13. Seismic Facies Identification

This lab covers a challenging task: The identification of seismic facies through machine learning. We’ll use the data of the Seismic Facies Identification Challenge which is already preprocessed and can be used with little effort to apply our knowledge on efficient ML. Note, that having carefully preprocessed data is a luxury we typically don’t have when working with experimental scientific data.

Our task is to classify volumetric stacked seismic data. Classifying means that we have to decide what type of geologic description applies to a specific underground point. Stacked seismic data typically consist of the inline dimensions, the crossline dimension and a depth or time dimension. Further information is, e.g., available in the chapter Introduction to 3-D seismic exploration of the Society of Exploration Geophysicists wiki. In essence the seismic waves are reflected or manipulated at material interfaces. These effects are visible in the stacked seismic data which allows us to infer respective underground material properties. In our dataset, a team of interpreters closely looked at the seismic data and labeled it for us. Thus, we can learn from this labeled data and “interpret” seismic data on our own without years of training.

Keep in mind that we heavily depend on the interpreters doing a good job. No matter the quality of the data-driven ML method itself, we will not be able to outperform the interpreters in quality or correct errors. For this we would have to go another route. However, we are able to automate the interpretation job and presumably do it much faster. For example, assume that an interpreter labeled a small section of a dataset for us. Here, the ML-driven approach developed in this lab might allow us to interpret the rest of the dataset automatically.

13.1. Getting Started

../_images/seismic_facies_combined.png

Fig. 13.1.1 Illustration of the seismic data of the Seismic Facies Identification Challenge.

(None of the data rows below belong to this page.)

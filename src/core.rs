//! Top-level WAL: partition routing, open/close lifecycle, and the background
//! flush monitor.

use std::collections::HashMap;
use std::path::{Path, PathBuf};
use std::sync::mpsc::{self, Receiver, RecvTimeoutError};
use std::sync::{Arc, Mutex, RwLock};
use std::thread::{self, JoinHandle};
use std::time::Duration;

use crate::cursor::Cursor;
use crate::encoding::fnv1a_64;
use crate::error::{Result, WalError};
use crate::limiter::{Limiter, ThroughputLimiter};
use crate::partition::{FlushThresholds, Partition};
use crate::telemetry::{noop_event_listener, WalEvent, WalEventListener};
use crate::types::{IndexWriter, Point};

/// Default size a segment file may grow to before rotation (2 MiB).
pub const DEFAULT_SEGMENT_SIZE: usize = 2 * 1024 * 1024;
/// Default cache size at which a series becomes eligible for flush (32 KiB).
pub const DEFAULT_READY_SERIES_SIZE: usize = 32 * 1024;
/// Default ratio of ready series that triggers a partition flush.
pub const DEFAULT_COMPACTION_THRESHOLD: f64 = 0.5;
/// Default cache size at which a single series forces a flush (2 MiB).
pub const DEFAULT_MAX_SERIES_SIZE: usize = 2 * 1024 * 1024;
/// Default in-memory size at which a partition flushes for backpressure
/// (200 MiB). The WAL accepts writes much faster than the index absorbs them;
/// without this bound the cache would grow until the process dies.
pub const DEFAULT_PARTITION_SIZE_THRESHOLD: u64 = 200 * 1024 * 1024;
/// Default idle window after which a non-empty partition is fully flushed.
pub const DEFAULT_FLUSH_INTERVAL: Duration = Duration::from_secs(30 * 60);
/// Default number of partitions. Flushes and compactions happen per
/// partition, so this controls roughly what share of the WAL compacts at once.
pub const DEFAULT_PARTITION_COUNT: u64 = 10;

/// How often the monitor checks whether partitions need flushing.
const FLUSH_CHECK_INTERVAL: Duration = Duration::from_millis(500);

/// Configuration for a [`Wal`]. All knobs have workable defaults.
#[derive(Debug, Clone)]
pub struct WalConfig {
    /// Rotate the active segment once its size exceeds this many bytes.
    pub segment_size: usize,
    /// A series whose cache reaches this size is ready to flush.
    pub ready_series_size: usize,
    /// Flush a partition once this ratio of its series is ready.
    pub compaction_threshold: f64,
    /// A single series reaching this size forces a partition flush.
    pub max_series_size: usize,
    /// Flush a partition once its total cache reaches this many bytes.
    pub partition_size_threshold: u64,
    /// Fully flush a partition with no writes for this long.
    pub flush_interval: Duration,
    /// Number of partitions; must stay constant for a given WAL directory.
    pub partition_count: u64,
    /// Maximum concurrent partition flushes. Defaults to half the CPUs,
    /// clamped to `[1, CPU]`.
    pub compaction_concurrency: Option<usize>,
    /// Optional cap on compaction write throughput, in bytes per second.
    pub compaction_throughput: Option<u64>,
    /// Structured event hook for observability (no-op by default).
    pub event_listener: Arc<dyn WalEventListener>,
}

impl Default for WalConfig {
    fn default() -> Self {
        WalConfig {
            segment_size: DEFAULT_SEGMENT_SIZE,
            ready_series_size: DEFAULT_READY_SERIES_SIZE,
            compaction_threshold: DEFAULT_COMPACTION_THRESHOLD,
            max_series_size: DEFAULT_MAX_SERIES_SIZE,
            partition_size_threshold: DEFAULT_PARTITION_SIZE_THRESHOLD,
            flush_interval: DEFAULT_FLUSH_INTERVAL,
            partition_count: DEFAULT_PARTITION_COUNT,
            compaction_concurrency: None,
            compaction_throughput: None,
            event_listener: noop_event_listener(),
        }
    }
}

enum FlusherCommand {
    Shutdown,
}

/// Partitioned write-ahead log for time-series points.
///
/// Writes are routed to partitions by an FNV-1a hash of the key, appended as
/// compressed blocks to per-partition segment files (fsynced before the write
/// returns), and mirrored into an in-memory cache served to [`Cursor`]s. A
/// background monitor flushes hot series to the injected [`IndexWriter`] and
/// compacts old segments in place.
#[derive(Debug)]
pub struct Wal {
    path: PathBuf,
    config: WalConfig,
    partitions: Arc<RwLock<HashMap<u8, Arc<Partition>>>>,
    // The sender lives under the mutex so `Wal` stays `Sync`.
    flusher: Mutex<Option<(mpsc::Sender<FlusherCommand>, JoinHandle<()>)>>,
}

impl Wal {
    /// Opens (or creates) the WAL at `path`, recovering any existing segment
    /// files, and starts the background flush monitor.
    pub fn open(
        path: impl Into<PathBuf>,
        config: WalConfig,
        index: Arc<dyn IndexWriter>,
    ) -> Result<Self> {
        let path = path.into();
        if config.partition_count == 0 || config.partition_count > 99 {
            // Two-digit partition ids are baked into the segment file names.
            return Err(WalError::Config(format!(
                "partition_count must be in [1, 99], got {}",
                config.partition_count
            )));
        }

        std::fs::create_dir_all(&path)?;
        let events = config.event_listener.clone();

        let mut map = HashMap::with_capacity(config.partition_count as usize);
        for id in 1..=config.partition_count {
            let p = Partition::new(id as u8, &path, config.segment_size, events.clone());
            map.insert(id as u8, Arc::new(p));
        }

        // Replay all partitions in parallel, bounded by the CPU count so a
        // wide WAL does not open hundreds of files at once.
        let open_limiter = Limiter::new(
            thread::available_parallelism().map(|n| n.get()).unwrap_or(1),
        );
        thread::scope(|scope| {
            let mut handles = Vec::with_capacity(map.len());
            for partition in map.values() {
                let limiter = &open_limiter;
                handles.push(scope.spawn(move || {
                    let _permit = limiter.acquire();
                    partition.recover()
                }));
            }
            for handle in handles {
                handle
                    .join()
                    .map_err(|_| WalError::Lock("recovery thread panicked".to_string()))??;
            }
            Ok::<(), WalError>(())
        })?;

        let partitions = Arc::new(RwLock::new(map));

        let (flusher_tx, flusher_rx) = mpsc::channel();
        let monitor_partitions = Arc::clone(&partitions);
        let monitor_config = config.clone();
        let monitor_index = Arc::clone(&index);
        let flusher = thread::Builder::new()
            .name("pointwal-flusher".to_string())
            .spawn(move || {
                flusher_loop(flusher_rx, monitor_partitions, monitor_config, monitor_index)
            })?;

        Ok(Wal {
            path,
            config,
            partitions,
            flusher: Mutex::new(Some((flusher_tx, flusher))),
        })
    }

    pub fn path(&self) -> &Path {
        &self.path
    }

    /// Writes a batch of points. Points are grouped by partition; each
    /// partition's group is appended and fsynced as one block, all-or-nothing
    /// for that partition.
    pub fn write_points(&self, points: &[Point]) -> Result<()> {
        if points.is_empty() {
            return Ok(());
        }

        let partitions = self.partitions.read()?;
        if partitions.is_empty() {
            return Err(WalError::Closed);
        }

        let mut grouped: HashMap<u8, Vec<&Point>> = HashMap::new();
        for point in points {
            let id = partition_id(&point.key, self.config.partition_count);
            grouped.entry(id).or_default().push(point);
        }

        // A failed partition rejects only its own group; the rest of the
        // batch still goes through. The first error is reported once every
        // group has been attempted.
        let mut first_error = None;
        for (id, group) in grouped {
            let result = match partitions.get(&id) {
                Some(partition) => partition.write(&group),
                None => Err(WalError::Config(format!(
                    "no partition {} (count changed?)",
                    id
                ))),
            };
            if let Err(e) = result {
                if first_error.is_none() {
                    first_error = Some(e);
                }
            }
        }
        match first_error {
            Some(e) => Err(e),
            None => Ok(()),
        }
    }

    /// Returns a snapshot cursor over the cached values for `key`, merged
    /// with any in-flight flush data.
    pub fn cursor(&self, key: &[u8]) -> Result<Cursor> {
        let partitions = self.partitions.read()?;
        if partitions.is_empty() {
            return Err(WalError::Closed);
        }
        let id = partition_id(key, self.config.partition_count);
        match partitions.get(&id) {
            Some(partition) => partition.cursor(key),
            None => Ok(Cursor::empty()),
        }
    }

    /// Stops the flush monitor, waits for in-flight flushes, and closes every
    /// partition. Segment files stay on disk for the next open.
    pub fn close(&self) -> Result<()> {
        let flusher = self.flusher.lock()?.take();
        if let Some((tx, handle)) = flusher {
            let _ = tx.send(FlusherCommand::Shutdown);
            handle
                .join()
                .map_err(|_| WalError::Lock("flush monitor panicked".to_string()))?;
        }

        let mut partitions = self.partitions.write()?;
        for partition in partitions.values() {
            partition.close()?;
        }
        partitions.clear();
        Ok(())
    }
}

impl Drop for Wal {
    fn drop(&mut self) {
        let _ = self.close();
    }
}

/// Deterministic partition routing: `(fnv1a_64(key) % partition_count) + 1`.
pub(crate) fn partition_id(key: &[u8], partition_count: u64) -> u8 {
    (fnv1a_64(key) % partition_count + 1) as u8
}

fn default_compaction_concurrency() -> usize {
    let cpus = thread::available_parallelism().map(|n| n.get()).unwrap_or(1);
    (cpus / 2).clamp(1, cpus)
}

/// Background monitor: every tick, flush-and-compact each partition that
/// crossed a threshold or sat idle past the flush interval. Distinct
/// partitions flush in parallel (bounded by the compaction limiter); the
/// per-partition guard makes repeat triggers no-ops.
fn flusher_loop(
    rx: Receiver<FlusherCommand>,
    partitions: Arc<RwLock<HashMap<u8, Arc<Partition>>>>,
    config: WalConfig,
    index: Arc<dyn IndexWriter>,
) {
    let events = config.event_listener.clone();
    events.on_event(WalEvent::FlusherStarted);

    let compaction_limiter = Limiter::new(
        config
            .compaction_concurrency
            .unwrap_or_else(default_compaction_concurrency),
    );
    let throughput = config.compaction_throughput.map(ThroughputLimiter::new);

    loop {
        match rx.recv_timeout(FLUSH_CHECK_INTERVAL) {
            Ok(FlusherCommand::Shutdown) | Err(RecvTimeoutError::Disconnected) => break,
            Err(RecvTimeoutError::Timeout) => {}
        }
        trigger_auto_flush(
            &partitions,
            &config,
            index.as_ref(),
            &compaction_limiter,
            throughput.as_ref(),
        );
    }

    events.on_event(WalEvent::FlusherStopping);
}

fn trigger_auto_flush(
    partitions: &RwLock<HashMap<u8, Arc<Partition>>>,
    config: &WalConfig,
    index: &dyn IndexWriter,
    compaction_limiter: &Limiter,
    throughput: Option<&ThroughputLimiter>,
) {
    let thresholds = FlushThresholds {
        max_series_size: config.max_series_size,
        ready_series_size: config.ready_series_size,
        compaction_threshold: config.compaction_threshold,
        partition_size_threshold: config.partition_size_threshold,
    };

    let snapshot: Vec<Arc<Partition>> = match partitions.read() {
        Ok(map) => map.values().cloned().collect(),
        Err(_) => return,
    };

    let events = config.event_listener.as_ref();
    thread::scope(|scope| {
        for partition in &snapshot {
            // An idle partition is flushed in full (ready floor of zero);
            // otherwise only series past the ready size are taken.
            let ready_floor = if partition
                .needs_idle_flush(config.flush_interval)
                .unwrap_or(false)
            {
                0
            } else if partition.should_flush(&thresholds).unwrap_or(false) {
                config.ready_series_size
            } else {
                continue;
            };

            scope.spawn(move || {
                let _permit = compaction_limiter.acquire();
                if let Err(e) = partition.flush_and_compact(
                    index,
                    config.max_series_size,
                    ready_floor,
                    throughput,
                ) {
                    events.on_event(WalEvent::FlushFailed {
                        partition: partition.id(),
                        error: e.to_string(),
                    });
                }
            });
        }
    });
}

The dataset is available in the class’s cloud directory seismic/data. Provided is the labeled data, i.e., files data_train.npz and labels_train.npz, which we use for training. Further two unlabeled files, i.e., files data_test_1.npz and data_test_2.npz, are available which were used in the first and second round of the challenge respectively.

Table 13.1.1 Overview of the Seismic Facies Identification Challenge’s data.

File

nx

ny

nz

dtype

size (GiB)

data_train.npz

782

590

1006

labels_train.npz

data_test_1.npz

data_test_2.npz

Before doing any ML-related work, we’ll explore the dataset to get a good feeling for it.

Tasks

  1. Make yourself familiar with the Seismic Facies Identification Challenge. Have a look at the Challenge Starter Kit

  2. Add the missing entries to Table 13.1.1.

  3. Visualize the data in data_train.npz and labels_train.npz. Slice the data for this purpose. Show slices in all dimensions, i.e., slices normal to the x-direction, y-direction and z-direction. Produce a plot which shows an xz-slice and yz-slice at the same time

13.2. U-Net Architecture

../_images/unet_all.svg

Fig. 13.2.1 Illustration of the involved number of features and sizes in the code frame’s U-Net type architecture.

In 2015 the U-Net architecture has been introduced in the context of biomedical image segmentation. Since then U-Net type networks have been applied to a large range of scientific applications. U-Nets consist of an encoder which quickly reduces the spatial size of the input, i.e., typically max pooling steps are used to halve the image size in every step. At the same time the convolutional blocks in the encoder increase the number of features.

The final output of the encoder is connected through a convolutional bottleneck block to the decoder. The decoder successively increases the spatial extend of the data through upsampling. Respective convolutional blocks in the decoder decrease the number of features. Further, the encoder is connected through skip connections to the decoder.

In this task we’ll use U-Net type networks for the classification of seismic images. A working code base is given the cloud share of the class to get you over the initial hurdles. However, the code base is neither highly optimized for computational performance nor for overall accuracy. Bottom line: This part is freestyle and you should follow your own ideas!

Tasks

  1. Read the paper U-Net: Convolutional Networks for Biomedical Image Segmentation.

  2. Briefly explain the following terms:

    • Max poopling

    • Upsampling using bilinear interpolation

    • Skip connection

    • Batch Normalization

  3. Train a U-Net type network using the data of the Seismic Facies Identification Challenge. Optimize your network! You are free to choose whatever approach sounds suitable to you. Document your ideas and respective results!